A one day offsite for leadership teams

This week I held an offsite for my engineering leadership team. My two aims were to do some formation activities as we have a few new faces in the team and to come away with a plan of what we wanted to achieve in the next 12 months. I collated a few activities from different sources so I thought I’d write a bit about the flow of the day.

Session 1 – Journeylines

This exercise comes from Coaching Agile Teams by Lyssa Adkins. The purpose is to get everyone to introduce themselves each other, to find out their skills, what drives them and to get a better understanding of them beyond their existing role.
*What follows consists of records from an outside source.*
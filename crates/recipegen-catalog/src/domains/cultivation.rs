//! Planters: a managed form built from tubes and casing, and a manual form
//! that converts back and forth with it.

use crate::variants::{PLANTERS, electron_tube};
use crate::{Content, mod_id};
use recipegen_core::builder::{RecipeBuilder, shaped, shapeless};
use recipegen_core::error::GenError;
use recipegen_core::output::RecipeOutput;
use recipegen_core::unlock::has;

/// Stage every cultivation recipe.
pub fn register(c: &Content<'_>, out: &mut RecipeOutput) -> Result<(), GenError> {
    let glass = c.tag("forge:glass")?;
    let casing = c.item("flexible_casing")?;
    let board = c.item("circuitboard_basic")?;

    for planter in PLANTERS {
        let managed_path = planter.managed();
        let managed = c.item(&managed_path)?;
        let manual = c.item(&planter.manual())?;

        shaped(&managed, 1)
            .define('G', &glass)
            .define('T', &c.item(&electron_tube(planter.tube))?)
            .define('C', &casing)
            .define('B', &board)
            .pattern("GTG")
            .pattern("TCT")
            .pattern("GBG")
            .unlocked_by("has_casing", has(&casing))
            .save(out)?;
        shapeless(&manual, 1)
            .requires(&managed)
            .unlocked_by("has_managed", has(&managed))
            .save(out)?;
        shapeless(&managed, 1)
            .requires(&manual)
            .unlocked_by("has_manual", has(&manual))
            .save_as(out, &mod_id(&format!("{managed_path}_from_manual")))?;
    }
    Ok(())
}
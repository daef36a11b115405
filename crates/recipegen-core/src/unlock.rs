//! Unlock criteria: which owned item makes a recipe visible to a player.

use crate::id::ResourceLocation;
use crate::registry::{ItemRef, TagRef};
use serde_json::{Value, json};

/// What the player must hold for a criterion to fire.
#[derive(Debug, Clone, PartialEq, Eq)]
pub enum ItemPredicate {
    Item(ResourceLocation),
    Tag(ResourceLocation),
}

impl From<&ItemRef> for ItemPredicate {
    fn from(item: &ItemRef) -> Self {
        ItemPredicate::Item(item.id().clone())
    }
}

impl From<ItemRef> for ItemPredicate {
    fn from(item: ItemRef) -> Self {
        ItemPredicate::Item(item.id().clone())
    }
}

impl From<&TagRef> for ItemPredicate {
    fn from(tag: &TagRef) -> Self {
        ItemPredicate::Tag(tag.id().clone())
    }
}

impl From<TagRef> for ItemPredicate {
    fn from(tag: TagRef) -> Self {
        ItemPredicate::Tag(tag.id().clone())
    }
}

/// Fires when the inventory contains the predicate's item or any tag member.
#[derive(Debug, Clone, PartialEq, Eq)]
pub struct Trigger {
    pub predicate: ItemPredicate,
}

/// `has(x)`: an inventory-changed trigger on `x`.
pub fn has(predicate: impl Into<ItemPredicate>) -> Trigger {
    Trigger {
        predicate: predicate.into(),
    }
}

impl Trigger {
    /// Host criterion JSON.
    pub fn to_json(&self) -> Value {
        let item = match &self.predicate {
            ItemPredicate::Item(id) => json!({ "items": [id.to_string()] }),
            ItemPredicate::Tag(id) => json!({ "tag": id.to_string() }),
        };
        json!({
            "trigger": "minecraft:inventory_changed",
            "conditions": { "items": [item] },
        })
    }
}

/// A named unlock criterion.
#[derive(Debug, Clone, PartialEq, Eq)]
pub struct Criterion {
    pub name: String,
    pub trigger: Trigger,
}
//! Output sinks: where finished records go.

use crate::id::ResourceLocation;
use crate::recipe::RecipeSpec;
use crate::serialize::{recipe_json, to_pretty_bytes};
use serde_json::Value;
use std::collections::HashSet;
use std::path::{Path, PathBuf};

#[derive(Debug, thiserror::Error)]
pub enum SinkError {
    #[error("duplicate recipe identity '{id}'")]
    DuplicateIdentity { id: String },
    #[error("i/o error at {path}: {source}")]
    Io {
        path: PathBuf,
        source: std::io::Error,
    },
    #[error("json encoding failed: {0}")]
    Json(#[from] serde_json::Error),
}

/// Receives every record of a pass, one call per identity.
pub trait RecipeSink {
    fn accept(&mut self, recipe: &RecipeSpec) -> Result<(), SinkError>;

    /// Unlock advancements are optional; sinks that do not store them ignore them.
    fn accept_advancement(
        &mut self,
        _id: &ResourceLocation,
        _advancement: &Value,
    ) -> Result<(), SinkError> {
        Ok(())
    }

    /// Called once after the last record.
    fn finish(&mut self) -> Result<(), SinkError> {
        Ok(())
    }
}

fn claim(seen: &mut HashSet<ResourceLocation>, id: &ResourceLocation) -> Result<(), SinkError> {
    if seen.insert(id.clone()) {
        Ok(())
    } else {
        Err(SinkError::DuplicateIdentity { id: id.to_string() })
    }
}

// ---------------------------------------------------------------------------
// MemorySink
// ---------------------------------------------------------------------------

/// Keeps records in emission order.
#[derive(Debug, Default)]
pub struct MemorySink {
    recipes: Vec<RecipeSpec>,
    advancements: Vec<(ResourceLocation, Value)>,
    seen: HashSet<ResourceLocation>,
    finished: bool,
}

impl MemorySink {
    pub fn new() -> Self {
        Self::default()
    }

    /// Records in emission order.
    pub fn recipes(&self) -> &[RecipeSpec] {
        &self.recipes
    }

    /// Advancements in emission order.
    pub fn advancements(&self) -> &[(ResourceLocation, Value)] {
        &self.advancements
    }

    /// Whether `finish` was called.
    pub fn is_finished(&self) -> bool {
        self.finished
    }

    pub fn len(&self) -> usize {
        self.recipes.len()
    }

    pub fn is_empty(&self) -> bool {
        self.recipes.is_empty()
    }
}

impl RecipeSink for MemorySink {
    fn accept(&mut self, recipe: &RecipeSpec) -> Result<(), SinkError> {
        claim(&mut self.seen, &recipe.id)?;
        self.recipes.push(recipe.clone());
        Ok(())
    }

    fn accept_advancement(
        &mut self,
        id: &ResourceLocation,
        advancement: &Value,
    ) -> Result<(), SinkError> {
        self.advancements.push((id.clone(), advancement.clone()));
        Ok(())
    }

    fn finish(&mut self) -> Result<(), SinkError> {
        self.finished = true;
        Ok(())
    }
}

// ---------------------------------------------------------------------------
// DirectorySink
// ---------------------------------------------------------------------------

/// Writes the host data-pack layout under a root directory:
/// `data/<ns>/recipes/<path>.json` and `data/<ns>/advancements/<path>.json`.
#[derive(Debug)]
pub struct DirectorySink {
    root: PathBuf,
    seen: HashSet<ResourceLocation>,
    files_written: usize,
}

impl DirectorySink {
    /// A sink writing under `root`. Directories are created on demand.
    pub fn new(root: impl Into<PathBuf>) -> Self {
        Self {
            root: root.into(),
            seen: HashSet::new(),
            files_written: 0,
        }
    }

    /// Files written so far, recipes and advancements together.
    pub fn files_written(&self) -> usize {
        self.files_written
    }

    /// File a recipe identity is written to.
    pub fn recipe_path(&self, id: &ResourceLocation) -> PathBuf {
        self.data_path(id, "recipes")
    }

    /// File an advancement identity is written to.
    pub fn advancement_path(&self, id: &ResourceLocation) -> PathBuf {
        self.data_path(id, "advancements")
    }

    fn data_path(&self, id: &ResourceLocation, folder: &str) -> PathBuf {
        let mut path = self.root.join("data").join(id.namespace()).join(folder);
        // appended, not set_extension: a dotted path keeps its full name
        for segment in format!("{}.json", id.path()).split('/') {
            path.push(segment);
        }
        path
    }

    fn write(&mut self, path: &Path, value: &Value) -> Result<(), SinkError> {
        let io = |source| SinkError::Io {
            path: path.to_path_buf(),
            source,
        };
        if let Some(parent) = path.parent() {
            std::fs::create_dir_all(parent).map_err(io)?;
        }
        std::fs::write(path, to_pretty_bytes(value)?).map_err(io)?;
        self.files_written += 1;
        Ok(())
    }
}

impl RecipeSink for DirectorySink {
    fn accept(&mut self, recipe: &RecipeSpec) -> Result<(), SinkError> {
        claim(&mut self.seen, &recipe.id)?;
        let path = self.recipe_path(&recipe.id);
        self.write(&path, &recipe_json(recipe))
    }

    fn accept_advancement(
        &mut self,
        id: &ResourceLocation,
        advancement: &Value,
    ) -> Result<(), SinkError> {
        let path = self.advancement_path(id);
        self.write(&path, advancement)
    }

    fn finish(&mut self) -> Result<(), SinkError> {
        tracing::debug!(
            root = %self.root.display(),
            files = self.files_written,
            "directory sink finished"
        );
        Ok(())
    }
}
//! Factory machines: a sturdy casing ringed with glass and a material.

use crate::Content;
use recipegen_core::builder::{RecipeBuilder, shaped};
use recipegen_core::error::GenError;
use recipegen_core::ingredient::Ingredient;
use recipegen_core::output::RecipeOutput;
use recipegen_core::unlock::has;

/// Machines whose material also flanks the casing (`XYX`).
const FLANKED: &str = "XYX";
/// Machines whose glass flanks the casing (`#Y#`).
const GLAZED: &str = "#Y#";

/// Stage every factory recipe.
pub fn register(c: &Content<'_>, out: &mut RecipeOutput) -> Result<(), GenError> {
    let glass = c.tag("forge:glass")?;
    let casing = c.item("sturdy_casing")?;

    let machines: [(&str, Ingredient, &str); 9] = [
        ("bottler", c.item("can")?.into(), GLAZED),
        ("carpenter", c.tag("forge:ingots/bronze")?.into(), FLANKED),
        ("centrifuge", c.tag("forge:ingots/copper")?.into(), FLANKED),
        ("fermenter", c.tag("forge:gears/bronze")?.into(), GLAZED),
        ("moistener", c.tag("forge:gears/copper")?.into(), GLAZED),
        ("rainmaker", c.tag("forge:gears/tin")?.into(), GLAZED),
        ("raintank", c.tag("forge:ingots/iron")?.into(), FLANKED),
        ("squeezer", c.tag("forge:ingots/tin")?.into(), FLANKED),
        ("still", c.tag("forge:dusts/redstone")?.into(), GLAZED),
    ];
    for (machine, material, middle) in machines {
        shaped(&c.item(machine)?, 1)
            .define('#', &glass)
            .define('X', material)
            .define('Y', &casing)
            .pattern("X#X")
            .pattern(middle)
            .pattern("X#X")
            .unlocked_by("has_casing", has(&casing))
            .save(out)?;
    }

    shaped(&c.item("fabricator")?, 1)
        .define('#', &glass)
        .define('X', &c.tag("forge:ingots/gold")?)
        .define('Y', &casing)
        .define('Z', &c.tag("forge:chests/wooden")?)
        .pattern("X#X")
        .pattern(GLAZED)
        .pattern("XZX")
        .unlocked_by("has_casing", has(&casing))
        .save(out)
}
//! Blocking dialogs the submitter needs from whatever hosts it.

/// A synchronous yes/no question and a one-way notice.
///
/// Both calls block the caller until the user has answered or dismissed them.
pub trait UserInteraction: Send + Sync {
    fn confirm(&self, text: &str) -> bool;
    fn notify(&self, text: &str);
}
I started by describing the exercise to the team and showed them my own journeyline (which I had prepared the evening before).

journeyline

I described how it showed my mood throughout my career with various milestones and annotated with the skills that I learned at the time. The focus is on clarity rather than great design skills (as mine clearly demonstrates) but the participants are welcome to illustrate their own journeyline. I then gave the group 20 minutes to sketch out their journeylines individually. The only materials needed are large sheets of paper and various coloured pens. Smaller pieces of paper for rough work are also handy (most people start out on one line, get so far and start again.

journeyline2

After 20 minutes, most people were done so we stuck the journeylines up around the room and each person talked the group through their own. With a group of 15, this took about an hour to get through.

journeyline3

I think the exercise worked well and it certainly achieved the aims of people sharing their stories and getting to know each other a bit better. 15 is the absolute largest group I’d do this with – the playback session would go on too long otherwise.
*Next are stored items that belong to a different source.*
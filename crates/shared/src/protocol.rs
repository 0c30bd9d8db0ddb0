use std::fmt;

use crate::{domain::Identifier, error::RequestError};

/// Path of the request handler, relative to the control page.
pub const REQUEST_ENDPOINT: &str = "request.cgi";
/// Name of the single query parameter carrying the command text.
pub const REQUEST_PARAM: &str = "request";
/// Exact body the server sends when it accepts a command.
pub const SUCCESS_SENTINEL: &str = "ok\r\n";
/// Argument the control page put in a disable request when no alert was checked.
pub const MISSING_IDENTIFIER: &str = "undefined";

/// A plain-text instruction for the control daemon.
///
/// The grammar belongs to the server; this side only concatenates a verb and
/// an argument and never validates either.
#[derive(Debug, Clone, PartialEq, Eq, Hash)]
pub struct Command(String);

impl Command {
    pub fn raw(text: impl Into<String>) -> Self {
        Self(text.into())
    }

    pub fn enable_alert(identifier: &Identifier) -> Self {
        Self(format!("selector enablealert {identifier}"))
    }

    /// `None` yields what the unguarded disable form concatenated when nothing
    /// was checked: `selector disablealert undefined`.
    pub fn disable_alert(identifier: Option<&Identifier>) -> Self {
        let identifier = identifier
            .map(Identifier::as_str)
            .unwrap_or(MISSING_IDENTIFIER);
        Self(format!("selector disablealert {identifier}"))
    }

    pub fn telescope_move(args: &str) -> Self {
        Self(format!("telescope move {args}"))
    }

    pub fn as_str(&self) -> &str {
        &self.0
    }

    /// Text shown when the operator is asked to confirm this command.
    pub fn confirmation_prompt(&self) -> String {
        format!("Do you want to submit this request?\n\n{}\n", self.0)
    }
}

impl fmt::Display for Command {
    fn fmt(&self, f: &mut fmt::Formatter<'_>) -> fmt::Result {
        f.write_str(&self.0)
    }
}

#[derive(Debug, Clone, PartialEq, Eq)]
pub enum ResponseClass {
    Accepted,
    Rejected(String),
}

impl ResponseClass {
    pub fn into_result(self) -> Result<(), RequestError> {
        match self {
            ResponseClass::Accepted => Ok(()),
            ResponseClass::Rejected(body) => Err(RequestError::Rejected(body)),
        }
    }
}

/// The server has no error channel besides the body: anything other than the
/// exact sentinel, including a bare `ok` or `ok\n`, is a rejection.
pub fn classify_response(body: &str) -> ResponseClass {
    if body == SUCCESS_SENTINEL {
        ResponseClass::Accepted
    } else {
        ResponseClass::Rejected(body.to_string())
    }
}

#[cfg(test)]
mod tests {
    use super::*;

    #[test]
    fn builds_selector_commands() {
        let id = Identifier::new("3");
        assert_eq!(Command::enable_alert(&id).as_str(), "selector enablealert 3");
        assert_eq!(
            Command::disable_alert(Some(&id)).as_str(),
            "selector disablealert 3"
        );
        assert_eq!(
            Command::disable_alert(None).as_str(),
            "selector disablealert undefined"
        );
    }

    #[test]
    fn move_arguments_are_passed_verbatim() {
        assert_eq!(
            Command::telescope_move("+10 -5.5 arcsec").as_str(),
            "telescope move +10 -5.5 arcsec"
        );
        assert_eq!(Command::telescope_move("").as_str(), "telescope move ");
    }

    #[test]
    fn only_the_exact_sentinel_is_accepted() {
        assert_eq!(classify_response("ok\r\n"), ResponseClass::Accepted);
        for body in ["ok", "ok\n", "OK\r\n", " ok\r\n", "", "error: unknown alert\r\n"] {
            assert_eq!(
                classify_response(body),
                ResponseClass::Rejected(body.to_string()),
                "body {body:?}"
            );
        }
    }

    #[test]
    fn rejection_surfaces_body_verbatim() {
        let err = classify_response("error: telescope is parked.\r\n")
            .into_result()
            .unwrap_err();
        assert_eq!(err.to_string(), "error: telescope is parked.\r\n");
    }

    #[test]
    fn confirmation_prompt_wraps_command() {
        assert_eq!(
            Command::raw("telescope stop").confirmation_prompt(),
            "Do you want to submit this request?\n\ntelescope stop\n"
        );
    }
}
Session 2 – Future newspapers

For the next session I wanted the team to imagine what the future could be like. I originally planned to use the Future-spective exercise where a team imagines they are running a retrospective for a future project. However, I then stumbled across a few examples of similar exercises which get the team to create a news report or newspaper. As we are in the news publishing business, this was too good an opportunity to pass up. (Yes, I am aware of the irony of a digital team creating a print newspaper).
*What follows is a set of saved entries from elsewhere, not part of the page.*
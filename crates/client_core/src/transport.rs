//! HTTP delivery of commands to the control server's request handler.

use std::time::Duration;

use anyhow::{Context, Result};
use async_trait::async_trait;
use reqwest::Client;
use shared::{
    error::RequestError,
    protocol::{Command, REQUEST_ENDPOINT, REQUEST_PARAM},
};
use thiserror::Error;
use url::Url;

#[derive(Debug, Clone, PartialEq, Eq, Error)]
pub enum TransportError {
    #[error("HTTP {code} {reason}")]
    Status { code: u16, reason: String },
    #[error("timed out: {0}")]
    Timeout(String),
    #[error("network error: {0}")]
    Network(String),
}

impl TransportError {
    /// Status word and description, in the shape the operator sees them.
    pub fn into_request_error(self) -> RequestError {
        match self {
            TransportError::Status { code, reason } => {
                RequestError::transport(code.to_string(), reason)
            }
            TransportError::Timeout(description) => RequestError::transport("timeout", description),
            TransportError::Network(description) => RequestError::transport("error", description),
        }
    }
}

impl From<reqwest::Error> for TransportError {
    fn from(value: reqwest::Error) -> Self {
        if value.is_timeout() {
            TransportError::Timeout(value.to_string())
        } else {
            TransportError::Network(value.to_string())
        }
    }
}

/// Sends one command and returns the raw response body.
#[async_trait]
pub trait CommandTransport: Send + Sync {
    async fn send(&self, command: &Command) -> Result<String, TransportError>;
}

pub struct HttpTransport {
    http: Client,
    endpoint: Url,
}

impl HttpTransport {
    /// `base_url` is resolved the way a browser resolves a relative link from
    /// the control page, so both `http://host/tcs/` and
    /// `http://host/tcs/alerts.html` target `http://host/tcs/request.cgi`.
    pub fn new(base_url: &str, timeout: Option<Duration>) -> Result<Self> {
        let base = Url::parse(base_url).with_context(|| format!("invalid base url '{base_url}'"))?;
        let endpoint = base
            .join(REQUEST_ENDPOINT)
            .with_context(|| format!("cannot resolve {REQUEST_ENDPOINT} against '{base_url}'"))?;

        let mut builder = Client::builder();
        if let Some(timeout) = timeout {
            builder = builder.timeout(timeout);
        }
        let http = builder.build().context("failed to build HTTP client")?;

        Ok(Self { http, endpoint })
    }

    pub fn endpoint(&self) -> &Url {
        &self.endpoint
    }
}

#[async_trait]
impl CommandTransport for HttpTransport {
    async fn send(&self, command: &Command) -> Result<String, TransportError> {
        let response = self
            .http
            .get(self.endpoint.clone())
            .query(&[(REQUEST_PARAM, command.as_str())])
            .send()
            .await?;

        let status = response.status();
        if !status.is_success() {
            return Err(TransportError::Status {
                code: status.as_u16(),
                reason: status
                    .canonical_reason()
                    .unwrap_or("unknown status")
                    .to_string(),
            });
        }

        Ok(response.text().await?)
    }
}
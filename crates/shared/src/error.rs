use thiserror::Error;

/// Everything that can go wrong between an operator action and an accepted command.
#[derive(Debug, Clone, PartialEq, Eq, Error)]
pub enum RequestError {
    /// The server answered, but not with the success sentinel. The body is the message.
    #[error("{0}")]
    Rejected(String),
    #[error("server error: {status} ({description}).")]
    Transport { status: String, description: String },
    #[error("error: no alert selected.")]
    NoSelection,
    #[error("unknown form: {0}")]
    UnknownForm(String),
    #[error("unknown disable policy: {0}")]
    UnknownPolicy(String),
}

impl RequestError {
    pub fn transport(status: impl Into<String>, description: impl Into<String>) -> Self {
        Self::Transport {
            status: status.into(),
            description: description.into(),
        }
    }
}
I asked the team to split up into three groups with the objective of creating a newspaper front page from 2 years in the future. I wanted them to imagine what the paper might say about us, what we’d achieved and how we’d achieved it. The groups started brainstorming their stories and designing a newspaper. The only materials needed are large sheets of paper and various coloured markers.

newspaper1

I found that 45 minutes was about enough time although the groups needed prompting halfway through to move from planning to actually laying out their page. One team continued working through the lunch break to make it as good as they wanted.

newspaper3

After a break, everyone came back together to go through the front pages and what they’d delivered. With three groups, this took around 15 to 20 minutes to complete. The exercise was useful to get people into a frame of mind where anything is possible and to talk about what’s important to them.

newspaper2

Session 3 – OKRs

After imagining the future, I wanted to start channeling the ideas into objectives and actions that we could work on. I introduced the concept of OKRs (objectives and key results) and how they differ from traditional KPIs. The primary points are that OKRs are transparent and they are not tied to compensation. What I wanted was a set of objectives that we could track collectively throughout the next 12 months.

I gave the team five to ten minutes to start writing up objectives on sticky notes and posting them up on the wall. We then went through all of the objectives and grouped them into themes. That left us with 15 to 20 themes; I wanted to narrow them down to between five and ten. With some quick dot voting (four votes per person) we managed to settle on a list of nine.

dotvote

I then divided the team up into four groups and gave each two objectives. I asked each group to come up with two or three key results that we could measure to know that we are heading in the right direction. I impressed on the group the need to make the results SMART. We then got back together and each group presented the output of their discussion and got feedback from the rest of the team.

At the end of the session we had the beginning of a plan of what we wanted to achieve, some ideas of actions we could take to achieve them and some measures we could track to see how we’re doing. We need to do some more sessions to refine these but by this part of the day, everyone was starting to flag.

Session 4 – Bringing it back

After a refresher break, it was time to close out the day with a final session. There were no special facilitation techniques here – just a wrap up and discussion on how to bring what we’d done back to the office. This is often a missed step when there’s an offsite event – everyone gets into the right mindset, produces some great work and then the moment you step back into the office… it’s gone.

I asked the team to discuss how we could keep focus on the objectives we’d set in daily life. We resolved to revitalise our weekly meeting and include a regular retrospective session. We also agreed on a new visual board tracking our metrics and oriented around the nine objectives.

By the end of the day everyone looked tired but I felt an energy that had built through the day. With clarity on our objectives and relationships built, I am pleased with the outcomes of the day.